A good example is hydrogen technology – is it the future of decarbonising transport? The answer to this question may well depend upon the actions of governments. Following the COP26 summit, the US government made some encouraging statements about their plans for green hydrogen, which boosted stocks in the space. However, there still remain multiple fundamental issues, such as the volume of green power needed to produce meaningful quantities of hydrogen. Therefore, predicting whether this will be an area of focus for future government support is a fiendishly difficult task.

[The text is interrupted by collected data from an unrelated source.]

//! Checkers piece representation.

use crate::Color;
use serde::{Deserialize, Serialize};

/// A piece on the board: a man, or a king once crowned.
#[derive(Debug, Clone, Copy, PartialEq, Eq, Hash, Serialize, Deserialize)]
#[serde(rename_all = "camelCase")]
pub struct Piece {
    pub color: Color,
    pub is_king: bool,
}

impl Piece {
    /// Creates an uncrowned piece.
    #[inline]
    pub const fn man(color: Color) -> Self {
        Piece {
            color,
            is_king: false,
        }
    }

    /// Creates a king.
    #[inline]
    pub const fn king(color: Color) -> Self {
        Piece {
            color,
            is_king: true,
        }
    }

    /// Returns this piece crowned. Crowning a king is a no-op.
    #[inline]
    pub const fn crowned(self) -> Self {
        Piece::king(self.color)
    }

    /// Material value used by the evaluator: 5 for a king, 1 for a man.
    #[inline]
    pub const fn value(self) -> i32 {
        if self.is_king {
            5
        } else {
            1
        }
    }

    /// Returns the layout character for this piece.
    ///
    /// Men are lowercase, kings uppercase: `c`, `C`, `m`, `M`.
    pub const fn to_layout_char(self) -> char {
        match (self.color, self.is_king) {
            (Color::Cyan, false) => 'c',
            (Color::Cyan, true) => 'C',
            (Color::Magenta, false) => 'm',
            (Color::Magenta, true) => 'M',
        }
    }

    /// Parses a layout character into a piece.
    pub const fn from_layout_char(c: char) -> Option<Piece> {
        match c {
            'c' => Some(Piece::man(Color::Cyan)),
            'C' => Some(Piece::king(Color::Cyan)),
            'm' => Some(Piece::man(Color::Magenta)),
            'M' => Some(Piece::king(Color::Magenta)),
            _ => None,
        }
    }
}

impl std::fmt::Display for Piece {
    fn fmt(&self, f: &mut std::fmt::Formatter<'_>) -> std::fmt::Result {
        let kind = if self.is_king { "King" } else { "Man" };
        write!(f, "{} {}", self.color, kind)
    }
}
use crate::{
    canonical::{canonicalize, SchemePolicy},
    compare::signatures_match,
    constants::*,
    error::log_error,
    request::IncomingRequest,
    signer::{sign, SigningKey},
};
use failure::{Error, Fail};
use log::{debug, warn};
use std::fmt;

/// Why a request was turned away. Display output is the terse body sent back to the
/// caller and never contains secret material.
#[derive(Debug, Clone, Copy, PartialEq, Eq, Fail)]
pub enum Rejection {
    NoSignatureHeader,
    NoBody,
    Mismatch,
}

impl Rejection {
    /// Missing header maps to 418, the request most likely did not come from Twilio
    pub fn status_code(self) -> u16 {
        match self {
            Rejection::NoSignatureHeader => STATUS_NO_SIGNATURE_HEADER,
            Rejection::NoBody => STATUS_NO_BODY,
            Rejection::Mismatch => STATUS_MISMATCH,
        }
    }

    pub fn message(self) -> &'static str {
        match self {
            Rejection::NoSignatureHeader => "No signature header",
            Rejection::NoBody => "Bad Request - no form params",
            Rejection::Mismatch => "Signature does not match",
        }
    }
}

impl fmt::Display for Rejection {
    fn fmt(&self, f: &mut fmt::Formatter) -> fmt::Result {
        f.write_str(self.message())
    }
}

#[derive(Debug, Clone, Copy, PartialEq, Eq)]
pub enum ValidationOutcome {
    Accepted,
    Rejected(Rejection),
}

impl ValidationOutcome {
    pub fn is_accepted(self) -> bool {
        self == ValidationOutcome::Accepted
    }

    pub fn into_result(self) -> Result<(), Rejection> {
        match self {
            ValidationOutcome::Accepted => Ok(()),
            ValidationOutcome::Rejected(rejection) => Err(rejection),
        }
    }
}

/// Decides whether a request was signed by Twilio.
///
/// Holds no mutable state, a single instance can be shared by every request handling
/// thread or task.
#[derive(Debug, Clone)]
pub struct RequestValidator {
    key: SigningKey,
    scheme_policy: SchemePolicy,
}

impl RequestValidator {
    /// Validator with the default `SchemePolicy::ForceSecure`
    pub fn new(key: SigningKey) -> Self {
        RequestValidator {
            key,
            scheme_policy: SchemePolicy::default(),
        }
    }

    /// Load the key from `TWILIO_AUTH_TOKEN`. Failing here should stop the process
    /// from serving requests.
    pub fn from_env() -> Result<Self, Error> {
        let key = SigningKey::from_env().or_else(log_error)?;
        Ok(RequestValidator::new(key))
    }

    pub fn with_scheme_policy(mut self, scheme_policy: SchemePolicy) -> Self {
        self.scheme_policy = scheme_policy;
        self
    }

    pub fn scheme_policy(&self) -> SchemePolicy {
        self.scheme_policy
    }

    /// Validate a single request.
    ///
    /// - No `X-Twilio-Signature` header: `NoSignatureHeader`
    ///
    /// - Not a POST, or no form params: `NoBody`
    ///
    /// - Otherwise the signature computed over the canonical string is compared to the
    /// claimed one: `Accepted` or `Mismatch`
    pub fn validate(&self, request: &IncomingRequest) -> ValidationOutcome {
        let outcome = evaluate(request, &self.key, self.scheme_policy);

        match outcome {
            ValidationOutcome::Accepted => debug!("Request to '{}' validated", request.path()),
            ValidationOutcome::Rejected(rejection) => warn!(
                "Rejected request to '{}': {}",
                request.path(),
                rejection
            ),
        }

        outcome
    }
}

/// Validate a request against `key` using `SchemePolicy::ForceSecure`
pub fn validate(request: &IncomingRequest, key: &SigningKey) -> ValidationOutcome {
    evaluate(request, key, SchemePolicy::default())
}

fn evaluate(
    request: &IncomingRequest,
    key: &SigningKey,
    scheme_policy: SchemePolicy,
) -> ValidationOutcome {
    let claimed = match request.signature() {
        Some(signature) => signature,
        None => return ValidationOutcome::Rejected(Rejection::NoSignatureHeader),
    };

    // Form params are only signed for POST, anything else has nothing to check
    if !request.is_post() || !request.has_form_fields() {
        return ValidationOutcome::Rejected(Rejection::NoBody);
    }

    let canonical = canonicalize(request, scheme_policy);
    let computed = sign(&canonical, key);

    if signatures_match(computed.as_str(), claimed) {
        ValidationOutcome::Accepted
    } else {
        ValidationOutcome::Rejected(Rejection::Mismatch)
    }
}
pub const SIGNATURE_HEADER: &str = "X-Twilio-Signature";
pub const AUTH_TOKEN_ENV_VAR: &str = "TWILIO_AUTH_TOKEN";
pub const SECURE_SCHEME: &str = "https";
pub const PLAIN_SCHEME: &str = "http";
pub const REQUIRED_METHOD: &str = "POST";
pub const STATUS_NO_SIGNATURE_HEADER: u16 = 418;
pub const STATUS_NO_BODY: u16 = 400;
pub const STATUS_MISMATCH: u16 = 403;
use crate::{constants::*, error::RequestError};
use std::collections::BTreeMap;
use url::{form_urlencoded, Url};

/// Immutable view of one inbound webhook request.
///
/// Form fields are kept ordered by name (byte-wise, case-sensitive), which is
/// the order the signature is computed over.
#[derive(Debug, Clone, PartialEq, Eq)]
pub struct IncomingRequest {
    method: String,
    url: String,
    scheme_len: usize,
    path: String,
    form: BTreeMap<String, String>,
    signature: Option<String>,
}

impl IncomingRequest {
    /// Create a request from its method and full url (scheme through query string).
    ///
    /// The url text is kept exactly as given, it is only parsed to make sure it is an
    /// absolute `http` or `https` url.
    pub fn new(method: &str, url: &str) -> Result<Self, RequestError> {
        let parsed = Url::parse(url).map_err(|_| RequestError::UrlParse {
            url: url.to_owned(),
        })?;

        let scheme = parsed.scheme();
        if scheme != SECURE_SCHEME && scheme != PLAIN_SCHEME {
            return Err(RequestError::UrlScheme {
                scheme: scheme.to_owned(),
            });
        }

        // The parser trims surrounding whitespace and tolerates missing slashes, the
        // verbatim text must still begin with `<scheme>://`
        let scheme_len = scheme.len();
        let verbatim = url.is_char_boundary(scheme_len)
            && url[..scheme_len].eq_ignore_ascii_case(scheme)
            && url[scheme_len..].starts_with("://");
        if !verbatim {
            return Err(RequestError::UrlParse {
                url: url.to_owned(),
            });
        }

        Ok(IncomingRequest {
            method: method.to_owned(),
            url: url.to_owned(),
            scheme_len,
            path: parsed.path().to_owned(),
            form: BTreeMap::new(),
            signature: None,
        })
    }

    /// Add a single form field. If the name is already present the first value is kept.
    pub fn with_form_field(mut self, name: impl Into<String>, value: impl Into<String>) -> Self {
        self.form.entry(name.into()).or_insert_with(|| value.into());
        self
    }

    /// Add every field of an `application/x-www-form-urlencoded` body
    pub fn with_form_body(self, body: &[u8]) -> Self {
        form_urlencoded::parse(body).fold(self, |request, (name, value)| {
            request.with_form_field(name.into_owned(), value.into_owned())
        })
    }

    /// Set the claimed signature, the value of the `X-Twilio-Signature` header
    pub fn with_signature(mut self, signature: impl Into<String>) -> Self {
        self.signature = Some(signature.into());
        self
    }

    /// Pick the claimed signature out of the request headers. Header names are
    /// matched case-insensitively, the first match wins.
    pub fn with_headers<'a, I>(mut self, headers: I) -> Self
    where
        I: IntoIterator<Item = (&'a str, &'a str)>,
    {
        if let Some((_, value)) = headers
            .into_iter()
            .find(|(name, _)| name.eq_ignore_ascii_case(SIGNATURE_HEADER))
        {
            self.signature = Some(value.to_owned());
        }
        self
    }

    pub fn method(&self) -> &str {
        &self.method
    }

    pub fn is_post(&self) -> bool {
        self.method.eq_ignore_ascii_case(REQUIRED_METHOD)
    }

    /// Full url as received
    pub fn url(&self) -> &str {
        &self.url
    }

    /// Lowercased scheme of the received url
    pub fn scheme(&self) -> String {
        self.url[..self.scheme_len].to_ascii_lowercase()
    }

    /// Everything after the scheme, starting at `://`
    pub(crate) fn url_after_scheme(&self) -> &str {
        &self.url[self.scheme_len..]
    }

    pub fn path(&self) -> &str {
        &self.path
    }

    /// Form fields in signing order
    pub fn form_fields(&self) -> impl Iterator<Item = (&str, &str)> {
        self.form.iter().map(|(k, v)| (k.as_str(), v.as_str()))
    }

    pub fn form_field(&self, name: &str) -> Option<&str> {
        self.form.get(name).map(String::as_str)
    }

    pub fn has_form_fields(&self) -> bool {
        !self.form.is_empty()
    }

    /// Claimed signature. An empty header value counts as absent.
    pub fn signature(&self) -> Option<&str> {
        self.signature.as_deref().filter(|s| !s.is_empty())
    }
}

Those companies which do achieve mass adoption of their product can deliver windfall returns for early investors. Although it does not eliminate the risk of loss, diversification can be key to managing risk in this phase, as some technologies will simply never take off.
Phase 2 – Mass Adoption
Companies in this phase are those which have already hit their inflection point, leading to fast-growing revenues and a battle for market share.
In the green technology space, electric vehicles are the most visible mass adoption technology right now. Tailwinds here include government incentives and targets (the UK’s goal of banning the sale of new petrol and diesel cars by 2030, for example), as well as the growing number of charging points and advances in battery technology. With such forces behind them, it’s little wonder the likes of Tesla are enjoying huge revenue growth. Surely, it’s just a case of investing in a theme enjoying exponential growth and watching the returns flood in?

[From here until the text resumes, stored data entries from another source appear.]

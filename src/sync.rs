use crate::{
    gate::{Rejection, RequestValidator},
    request::IncomingRequest,
};

/// Handler that only runs once its request has been validated
#[derive(Debug, Clone)]
pub struct Protected<H> {
    validator: RequestValidator,
    handler: H,
}

impl RequestValidator {
    /// Wrap a handler so it is only invoked for requests that pass `validate`.
    /// Rejected requests are returned as `Err` without calling the handler.
    pub fn protect<H, T>(&self, handler: H) -> Protected<H>
    where
        H: Fn(&IncomingRequest) -> T,
    {
        Protected {
            validator: self.clone(),
            handler,
        }
    }
}

impl<H> Protected<H> {
    pub fn call<T>(&self, request: &IncomingRequest) -> Result<T, Rejection>
    where
        H: Fn(&IncomingRequest) -> T,
    {
        self.validator.validate(request).into_result()?;
        Ok((self.handler)(request))
    }

    pub fn validator(&self) -> &RequestValidator {
        &self.validator
    }
}

#[cfg(test)]
mod tests {
    use super::*;
    use crate::signer::SigningKey;
    use std::{
        sync::{
            atomic::{AtomicUsize, Ordering},
            Arc,
        },
        thread,
    };

    const GOLDEN: &str = "bVC8YmH56Aj38JxyqIXPLvKpZQo=";

    fn validator() -> RequestValidator {
        RequestValidator::new(SigningKey::new("secret").unwrap())
    }

    fn request() -> IncomingRequest {
        IncomingRequest::new("POST", "https://example.com/hook")
            .unwrap()
            .with_form_field("Name", "value")
    }

    #[test]
    fn runs_handler_on_accept() {
        let protected = validator().protect(|request: &IncomingRequest| {
            format!("<Response><Say>Hello {}</Say></Response>", request.form_field("Name").unwrap())
        });

        let response = protected.call(&request().with_signature(GOLDEN));
        assert_eq!(
            response,
            Ok("<Response><Say>Hello value</Say></Response>".to_string())
        );
    }

    #[test]
    fn skips_handler_on_reject() {
        let calls = AtomicUsize::new(0);
        let protected = validator().protect(|_: &IncomingRequest| {
            calls.fetch_add(1, Ordering::SeqCst);
        });

        assert_eq!(protected.call(&request()), Err(Rejection::NoSignatureHeader));
        assert_eq!(
            protected.call(&request().with_signature("forged")),
            Err(Rejection::Mismatch)
        );
        let no_body = IncomingRequest::new("POST", "https://example.com/hook")
            .unwrap()
            .with_signature(GOLDEN);
        assert_eq!(protected.call(&no_body), Err(Rejection::NoBody));
        assert_eq!(calls.load(Ordering::SeqCst), 0);

        assert_eq!(protected.call(&request().with_signature(GOLDEN)), Ok(()));
        assert_eq!(calls.load(Ordering::SeqCst), 1);
    }

    #[test]
    fn shared_across_threads() {
        let calls = Arc::new(AtomicUsize::new(0));
        let handler_calls = Arc::clone(&calls);
        let protected = Arc::new(validator().protect(move |_: &IncomingRequest| {
            handler_calls.fetch_add(1, Ordering::SeqCst);
        }));

        let handles: Vec<_> = (0..8)
            .map(|i| {
                let protected = Arc::clone(&protected);
                thread::spawn(move || {
                    let signature = if i % 2 == 0 { GOLDEN } else { "forged" };
                    protected.call(&request().with_signature(signature)).is_ok()
                })
            })
            .collect();

        let accepted = handles
            .into_iter()
            .map(|h| h.join().unwrap())
            .filter(|accepted| *accepted)
            .count();
        assert_eq!(accepted, 4);
        assert_eq!(calls.load(Ordering::SeqCst), 4);
    }
}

Not so fast. A technology theme may be thriving, but that doesn’t mean every company will be a winner. Far from it. In the mid-19th century, the railways were clearly set to be the backbone of Victorian Britain, but of the more-than 250 railway companies set-up, only a handful survived. In fact, a third of proposed rail tracks were never even laid. Some companies will be gaining market share, while others will see their costs spiral and profits suffer. Essentially we’re asking, who is going to be left standing?

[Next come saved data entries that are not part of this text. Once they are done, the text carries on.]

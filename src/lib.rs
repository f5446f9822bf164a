//! Verify that incoming webhook requests were sent by Twilio.
//!
//! - Built using the [Webhook Security](https://www.twilio.com/docs/usage/security#validating-requests)
//! documentation as reference.
//!
//! - Requests are authenticated with the account auth token only, nothing is fetched
//! and nothing is cached between requests.
//!
//! # Features
//! Both sync and async handler wrappers are provided by default. These are behind
//! feature flags `sync` or `async`, respectively.
//!
//! - `sync` provides `RequestValidator::protect` returning `Protected`
//! - `async` provides `RequestValidator::protect_async` returning `ProtectedAsync`
//!
//! # Using
//! The signature is computed over the url Twilio was configured with, followed by the
//! POST params sorted by name. When TLS is terminated in front of the service
//! (ngrok, a load balancer) the url is received as `http`, the default
//! `SchemePolicy::ForceSecure` signs it as `https` regardless.
//!
//! ```rust
//! use twilio_verifier::{IncomingRequest, RequestValidator, SigningKey};
//!
//! // Usually `RequestValidator::from_env()`, reading `TWILIO_AUTH_TOKEN`
//! let validator = RequestValidator::new(SigningKey::new("secret").unwrap());
//!
//! let voice = validator.protect(|_request: &IncomingRequest| {
//!     "<Response><Say>Signature is validated!</Say></Response>"
//! });
//!
//! let request = IncomingRequest::new("POST", "http://example.com/hook")
//!     .unwrap()
//!     .with_headers(vec![("X-Twilio-Signature", "bVC8YmH56Aj38JxyqIXPLvKpZQo=")])
//!     .with_form_body(b"Name=value");
//!
//! match voice.call(&request) {
//!     Ok(twiml) => assert!(twiml.contains("validated")),
//!     Err(rejection) => panic!("{} {}", rejection.status_code(), rejection),
//! }
//! ```
//!

mod canonical;
mod compare;
mod constants;
mod error;
mod gate;
mod request;
mod signer;

pub use canonical::{canonicalize, CanonicalString, SchemePolicy};
pub use compare::signatures_match;
pub use constants::{AUTH_TOKEN_ENV_VAR, SIGNATURE_HEADER};
pub use error::{ConfigError, RequestError};
pub use gate::{validate, Rejection, RequestValidator, ValidationOutcome};
pub use request::IncomingRequest;
pub use signer::{sign, EncodedSignature, SigningKey};

#[cfg(feature = "sync")]
mod sync;
#[cfg(feature = "sync")]
pub use sync::Protected;

#[cfg(feature = "async")]
mod r#async;
#[cfg(feature = "async")]
pub use r#async::ProtectedAsync;
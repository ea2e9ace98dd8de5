//! Prelude module - Commonly used types for quick imports
//!
//! This module re-exports the most commonly used types from Dialgate,
//! allowing users to import them with a single `use dialgate::prelude::*;`
//! statement instead of importing each type individually.

// Core types - always available
pub use crate::config::{BackoffConfig, BreakerConfig, GateConfig, OpenPolicy, ServiceConfig};
pub use crate::error::{BreakerState, DialError, GateError};
pub use crate::gate::{ConnectivityGate, PendingConnection};
pub use crate::target::Target;

// Dialers
pub use crate::dialer::{Dialer, TcpConnection, TcpDialer};

#[cfg(feature = "amqp")]
pub use crate::amqp::{AmqpConnection, AmqpDialer};

// Observability
pub use crate::events::{BreakerEvent, BreakerEvents};
pub use crate::monitor::{EventMonitor, MonitorSummary};

// Feature-gated exports
#[cfg(feature = "monitoring")]
pub use crate::metrics::Metrics;

#[cfg(feature = "telemetry")]
pub use crate::telemetry::{init_telemetry, TelemetryConfig};

// Cancellation
pub use tokio_util::sync::CancellationToken;
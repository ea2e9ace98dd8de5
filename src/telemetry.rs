//! Copyright (c) 2026, Kirky.X
//!
//! MIT License
//!
//! 日志初始化
//!
//! 基于 `tracing-subscriber` 安装全局日志订阅者。
//!
//! # 示例
//!
//! ```rust
//! use dialgate::telemetry::{init_telemetry, TelemetryConfig};
//!
//! let config = TelemetryConfig::new("my-service").with_log_filter("dialgate=debug");
//! init_telemetry(&config).unwrap();
//! ```

use crate::error::GateError;
use serde::{Deserialize, Serialize};
use tracing::info;
use tracing_subscriber::EnvFilter;

/// 默认日志过滤规则
pub const DEFAULT_LOG_FILTER: &str = "info";

/// 日志配置
#[derive(Debug, Clone, Serialize, Deserialize, PartialEq)]
#[serde(default)]
pub struct TelemetryConfig {
    /// 服务名称
    pub service_name: String,
    /// 过滤规则，为空时读取 `RUST_LOG`
    pub log_filter: Option<String>,
    /// 是否输出目标模块
    pub with_target: bool,
    /// 是否输出ANSI颜色
    pub ansi: bool,
}

impl Default for TelemetryConfig {
    fn default() -> Self {
        Self {
            service_name: "dialgate".to_string(),
            log_filter: None,
            with_target: true,
            ansi: true,
        }
    }
}

impl TelemetryConfig {
    /// 创建新的配置
    pub fn new(service_name: impl Into<String>) -> Self {
        Self {
            service_name: service_name.into(),
            ..Default::default()
        }
    }

    /// 设置过滤规则
    pub fn with_log_filter(mut self, filter: impl Into<String>) -> Self {
        self.log_filter = Some(filter.into());
        self
    }

    /// 设置是否输出ANSI颜色
    pub fn with_ansi(mut self, ansi: bool) -> Self {
        self.ansi = ansi;
        self
    }

    /// 构造过滤器
    ///
    /// 优先使用显式规则，其次 `RUST_LOG`，最后使用 [`DEFAULT_LOG_FILTER`]。
    pub fn env_filter(&self) -> Result<EnvFilter, GateError> {
        match &self.log_filter {
            Some(filter) => EnvFilter::try_new(filter)
                .map_err(|e| GateError::Config(format!("无效的日志过滤规则 {}: {}", filter, e))),
            None => Ok(EnvFilter::try_from_default_env()
                .unwrap_or_else(|_| EnvFilter::new(DEFAULT_LOG_FILTER))),
        }
    }
}

/// 初始化日志
///
/// 全局订阅者已安装时不会覆盖，返回 `Ok(())`。
pub fn init_telemetry(config: &TelemetryConfig) -> Result<(), GateError> {
    let filter = config.env_filter()?;

    let installed = tracing_subscriber::fmt()
        .with_env_filter(filter)
        .with_target(config.with_target)
        .with_ansi(config.ansi)
        .try_init()
        .is_ok();

    if installed {
        info!("日志已初始化: service={}", config.service_name);
    }
    Ok(())
}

There is another way to approach this phase of curve. A common saying is: during a gold rush, it’s best to be the one selling shovels. One way investors can get attractive exposure to the electric vehicles theme is through semiconductor companies, such as Infineon, which supply the chips all electric vehicles need to operate. Whether it’s Tesla, Volkswagen or another company that comes out as the dominant producer, they will all need semiconductors in their cars.
Phase 3 – Maturity
Once everyone who wants an electric vehicle has one, the industry will reach the mature phase of its growth. People may change their car every few years, as they do with their smartphones, but exponential growth will be over.
Wind energy is an example of a mature technology in the green space. Such businesses are no longer so reliant on government support, they generate predictable earnings streams, and many have high quality management teams. Wind farms often have power price agreements that can last for more than 25 years, which results in very stable cash flows.
One such leader in offshore wind is Denmark-based Orsted, a company that generates strong returns from its various projects and has been highly successful in winning large tenders. As investors, we’re interested in what we’re paying for such consistent earnings. This is where company quality becomes even more important, as just small improvements in cost of capital can dramatically increase project values and share prices.
Unlike early and mass adopters, pure economics is a larger driver of mature companies’ fortunes. We’re looking for attractive valuations, earnings visibility, and best-in-class management teams delivering profitable projects while reducing their cost of capital.
Green technology isn’t just about trends, it’s about identifying the winners within those themes. For those companies which do grow to dominate the space, the rewards can be huge. Across the S-Curve, we focus on quality, valuation, and diversification – while also looking for the standout winners gaining momentum. Ultimately we aim to invest in the green technology companies that will power our transition to a more sustainable future.